What to produce. Please give the number of lines in the material below that contain "None", without further comment.

-------- Listed records --------

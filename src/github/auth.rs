//! GitHub authentication detection.
//!
//! Token resolution order:
//! 1. Explicit token (`--token` or `GITHUB_TOKEN`)
//! 2. gh CLI (`gh auth token`)
//! 3. GH_TOKEN env var

use std::env;
use std::process::Command;

use tracing::debug;

use crate::error::GitHubError;

/// Get a GitHub token, preferring the one passed on the command line.
pub fn get_github_token(explicit: Option<&str>) -> Result<String, GitHubError> {
    if let Some(token) = explicit.map(str::trim).filter(|t| !t.is_empty()) {
        return Ok(token.to_string());
    }

    if let Some(token) = get_token_from_gh_cli() {
        debug!("Using token from gh CLI");
        return Ok(token);
    }

    if let Ok(token) = env::var("GH_TOKEN")
        && !token.is_empty()
    {
        debug!("Using token from GH_TOKEN");
        return Ok(token);
    }

    Err(GitHubError::AuthenticationFailed)
}

/// Try to get a token from the gh CLI.
fn get_token_from_gh_cli() -> Option<String> {
    let status = Command::new("gh")
        .args(["auth", "status"])
        .output()
        .ok()?;

    if !status.status.success() {
        return None;
    }

    let output = Command::new("gh").args(["auth", "token"]).output().ok()?;

    if output.status.success() {
        let token = String::from_utf8_lossy(&output.stdout).trim().to_string();
        if !token.is_empty() {
            return Some(token);
        }
    }

    None
}

#[cfg(test)]
mod tests {
    use super::*;

    #[test]
    fn test_explicit_token_wins() {
        assert_eq!(get_github_token(Some(" abc ")).unwrap(), "abc");
    }

    #[test]
    #[serial_test::serial]
    fn test_blank_explicit_token_falls_through() {
        temp_env::with_var("GH_TOKEN", Some("from-env"), || {
            // gh may or may not be installed here; either source is acceptable.
            let token = get_github_token(Some("")).unwrap();
            assert!(!token.is_empty());
        });
    }
}
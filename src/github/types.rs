//! Wire types for the GitHub REST endpoints the release flow touches.

use serde::{Deserialize, Serialize};

use crate::git::RawCommit;

/// A GitHub release.
#[derive(Debug, Clone, PartialEq, Eq, Serialize, Deserialize)]
pub struct Release {
    pub id: u64,
    pub tag_name: String,
    #[serde(default)]
    pub name: Option<String>,
    #[serde(default)]
    pub body: Option<String>,
    #[serde(default)]
    pub draft: bool,
    #[serde(default)]
    pub prerelease: bool,
    #[serde(default)]
    pub target_commitish: Option<String>,
    #[serde(default)]
    pub html_url: Option<String>,
    #[serde(default)]
    pub upload_url: Option<String>,
}

/// Request body for creating a release.
#[derive(Debug, Clone, PartialEq, Eq, Serialize)]
pub struct NewRelease {
    pub tag_name: String,
    pub name: String,
    pub body: String,
    pub draft: bool,
    pub prerelease: bool,
    /// `"true"` or `"false"`; GitHub takes this field as a string.
    pub make_latest: String,
    pub target_commitish: String,
}

/// A file attached to a release.
#[derive(Debug, Clone, PartialEq, Eq, Serialize, Deserialize)]
pub struct Asset {
    pub id: u64,
    pub name: String,
    #[serde(default)]
    pub label: Option<String>,
    #[serde(default)]
    pub size: u64,
}

#[derive(Debug, Deserialize)]
pub(crate) struct CommitRecord {
    pub sha: String,
    pub commit: CommitDetails,
}

#[derive(Debug, Deserialize)]
pub(crate) struct CommitDetails {
    pub message: String,
}

impl From<CommitRecord> for RawCommit {
    fn from(record: CommitRecord) -> Self {
        RawCommit::new(record.sha, record.commit.message)
    }
}

#[derive(Debug, Deserialize)]
pub(crate) struct Comparison {
    #[serde(default)]
    pub commits: Vec<CommitRecord>,
}

#[derive(Debug, Deserialize)]
pub(crate) struct FileContent {
    #[serde(default)]
    pub content: Option<String>,
    #[serde(default)]
    pub encoding: Option<String>,
}
//! Date source for calendar versioning.

use chrono::{NaiveDate, Utc};

/// Supplies "today" to calendar increments.
pub trait Clock: Send + Sync {
    fn today(&self) -> NaiveDate;
}

/// Reads the current UTC date.
#[derive(Debug, Clone, Copy, Default)]
pub struct SystemClock;

impl Clock for SystemClock {
    fn today(&self) -> NaiveDate {
        Utc::now().date_naive()
    }
}

/// Always returns the same date.
#[derive(Debug, Clone, Copy)]
pub struct FixedClock(pub NaiveDate);

impl Clock for FixedClock {
    fn today(&self) -> NaiveDate {
        self.0
    }
}
//! GitHub release host: the remote side of the release flow.

pub mod auth;
pub mod client;
pub mod types;

use std::fmt;
use std::str::FromStr;

use async_trait::async_trait;

use crate::error::GitHubError;
use crate::git::RawCommit;

pub use auth::get_github_token;
pub use client::GitHubClient;
pub use types::{Asset, NewRelease, Release};

/// Remote store for releases, commits, repository files and release assets.
///
/// This abstraction allows mocking GitHub in tests.
#[cfg_attr(test, mockall::automock)]
#[async_trait]
pub trait ReleaseHost: Send + Sync {
    /// Every release of the repository, across all pages.
    async fn list_releases(&self) -> Result<Vec<Release>, GitHubError>;

    async fn get_release_by_tag(&self, tag: &str) -> Result<Option<Release>, GitHubError>;

    async fn get_release_by_name(&self, name: &str) -> Result<Option<Release>, GitHubError>;

    async fn create_release(&self, release: &NewRelease) -> Result<Release, GitHubError>;

    /// Commits reachable from `head` but not from `base`, oldest first.
    async fn compare_commits(&self, base: &str, head: &str) -> Result<Vec<RawCommit>, GitHubError>;

    /// Commits reachable from `reference`, newest first.
    async fn list_commits(&self, reference: &str) -> Result<Vec<RawCommit>, GitHubError>;

    /// Raw bytes of a repository file at `reference`; `None` when it does not exist.
    async fn get_file_content(
        &self,
        path: &str,
        reference: &str,
    ) -> Result<Option<Vec<u8>>, GitHubError>;

    async fn list_assets(&self, release_id: u64) -> Result<Vec<Asset>, GitHubError>;

    async fn upload_asset(
        &self,
        release_id: u64,
        name: &str,
        label: Option<String>,
        data: Vec<u8>,
    ) -> Result<Asset, GitHubError>;

    async fn delete_asset(&self, asset_id: u64) -> Result<(), GitHubError>;

    async fn download_asset(&self, asset_id: u64) -> Result<Vec<u8>, GitHubError>;
}

/// An `owner/name` repository coordinate.
#[derive(Debug, Clone, PartialEq, Eq)]
pub struct RepositoryId {
    pub owner: String,
    pub name: String,
}

impl RepositoryId {
    /// Extract owner and repo from a git remote URL.
    pub fn from_remote_url(url: &str) -> Result<Self, GitHubError> {
        // Handle SSH format: git@github.com:owner/repo.git
        if let Some(path) = url.strip_prefix("git@github.com:") {
            return Self::from_path(path, url);
        }

        // Handle HTTPS format: https://github.com/owner/repo.git
        if let Some(path) = url.split("github.com/").nth(1) {
            return Self::from_path(path, url);
        }

        Err(GitHubError::InvalidRepository(url.to_string()))
    }

    fn from_path(path: &str, original: &str) -> Result<Self, GitHubError> {
        let path = path.strip_suffix(".git").unwrap_or(path);
        let mut parts = path.split('/');

        match (parts.next(), parts.next()) {
            (Some(owner), Some(name)) if !owner.is_empty() && !name.is_empty() => Ok(Self {
                owner: owner.to_string(),
                name: name.to_string(),
            }),
            _ => Err(GitHubError::InvalidRepository(original.to_string())),
        }
    }
}

impl FromStr for RepositoryId {
    type Err = GitHubError;

    fn from_str(s: &str) -> Result<Self, Self::Err> {
        let mut parts = s.trim().split('/');
        match (parts.next(), parts.next(), parts.next()) {
            (Some(owner), Some(name), None) if !owner.is_empty() && !name.is_empty() => Ok(Self {
                owner: owner.to_string(),
                name: name.to_string(),
            }),
            _ => Err(GitHubError::InvalidRepository(s.to_string())),
        }
    }
}

impl fmt::Display for RepositoryId {
    fn fmt(&self, f: &mut fmt::Formatter<'_>) -> fmt::Result {
        write!(f, "{}/{}", self.owner, self.name)
    }
}
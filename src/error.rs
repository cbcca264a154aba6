//! Error types for cutrelease modules using thiserror.

use thiserror::Error;

use crate::version::IncrementType;

/// Errors from local git operations.
#[derive(Error, Debug)]
pub enum GitError {
    #[error("Failed to open repository: {0}")]
    OpenRepository(#[source] git2::Error),

    #[error("Failed to resolve HEAD: {0}")]
    HeadNotFound(#[source] git2::Error),

    #[error("HEAD is detached; pass --branch to name the release branch")]
    DetachedHead,

    #[error("No 'origin' remote found: {0}")]
    RemoteNotFound(#[source] git2::Error),

    #[error("Remote 'origin' has no URL")]
    RemoteWithoutUrl,

    #[error("Reference '{0}' is not a branch")]
    NotABranch(String),
}

/// Errors from GitHub API operations.
#[derive(Error, Debug)]
pub enum GitHubError {
    #[error(
        "GitHub authentication failed: no valid auth found. Run 'gh auth login' or set GITHUB_TOKEN environment variable"
    )]
    AuthenticationFailed,

    #[error("Failed to build GitHub client: {0}")]
    ClientBuild(#[source] Box<octocrab::Error>),

    #[error("GitHub request '{operation}' failed: {source}")]
    Request {
        operation: &'static str,
        #[source]
        source: Box<octocrab::Error>,
    },

    #[error("Rate limited by GitHub API while running '{operation}'")]
    RateLimited { operation: &'static str },

    #[error("Repository not found: {owner}/{repo}")]
    RepositoryNotFound { owner: String, repo: String },

    #[error("Failed to parse repository '{0}', expected owner/name")]
    InvalidRepository(String),

    #[error("Failed to decode content of '{path}': {reason}")]
    InvalidContent { path: String, reason: String },
}

/// Errors from release configuration loading.
#[derive(Error, Debug)]
pub enum ConfigError {
    #[error("Failed to parse release configuration '{path}': {source}")]
    InvalidYaml {
        path: String,
        #[source]
        source: serde_yaml::Error,
    },

    #[error("Unknown increment type '{value}' in category '{category}'")]
    UnknownIncrementType { category: String, value: String },
}

/// Errors from version parsing, comparison and incrementing.
#[derive(Error, Debug, Clone, PartialEq, Eq)]
pub enum VersionError {
    #[error("Failed to parse version '{text}': {reason}")]
    Parse { text: String, reason: String },

    #[error("Unsupported versioning scheme '{0}', expected 'semver' or 'calver'")]
    UnsupportedScheme(String),

    #[error("Cannot compare a {left} version with a {right} version")]
    IncompatibleVersionTypes {
        left: &'static str,
        right: &'static str,
    },

    #[error("Unsupported increment type '{0}'")]
    UnsupportedIncrementType(String),

    #[error("Cannot increment {field} of '{version}': counter is at its maximum")]
    Overflow {
        version: String,
        field: &'static str,
    },

    #[error("Increment type '{increment}' does not apply to {version_type} versions")]
    IncrementNotApplicable {
        increment: IncrementType,
        version_type: &'static str,
    },
}

impl VersionError {
    pub(crate) fn parse(text: &str, reason: impl Into<String>) -> Self {
        Self::Parse {
            text: text.to_string(),
            reason: reason.into(),
        }
    }
}

/// Errors from release asset handling.
#[derive(Error, Debug)]
pub enum AssetError {
    #[error("Failed to read asset file '{path}': {source}")]
    ReadFailed {
        path: String,
        #[source]
        source: std::io::Error,
    },

    #[error("Asset path '{0}' has no file name")]
    MissingFileName(String),
}

/// Errors from the release pipeline.
#[derive(Error, Debug)]
pub enum ReleaseError {
    #[error(transparent)]
    Version(#[from] VersionError),

    #[error(transparent)]
    GitHub(#[from] GitHubError),

    #[error(transparent)]
    Config(#[from] ConfigError),

    #[error(transparent)]
    Asset(#[from] AssetError),

    #[error("Failed to write action outputs: {0}")]
    OutputFailed(#[source] std::io::Error),
}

--------

Answer to the problem. 4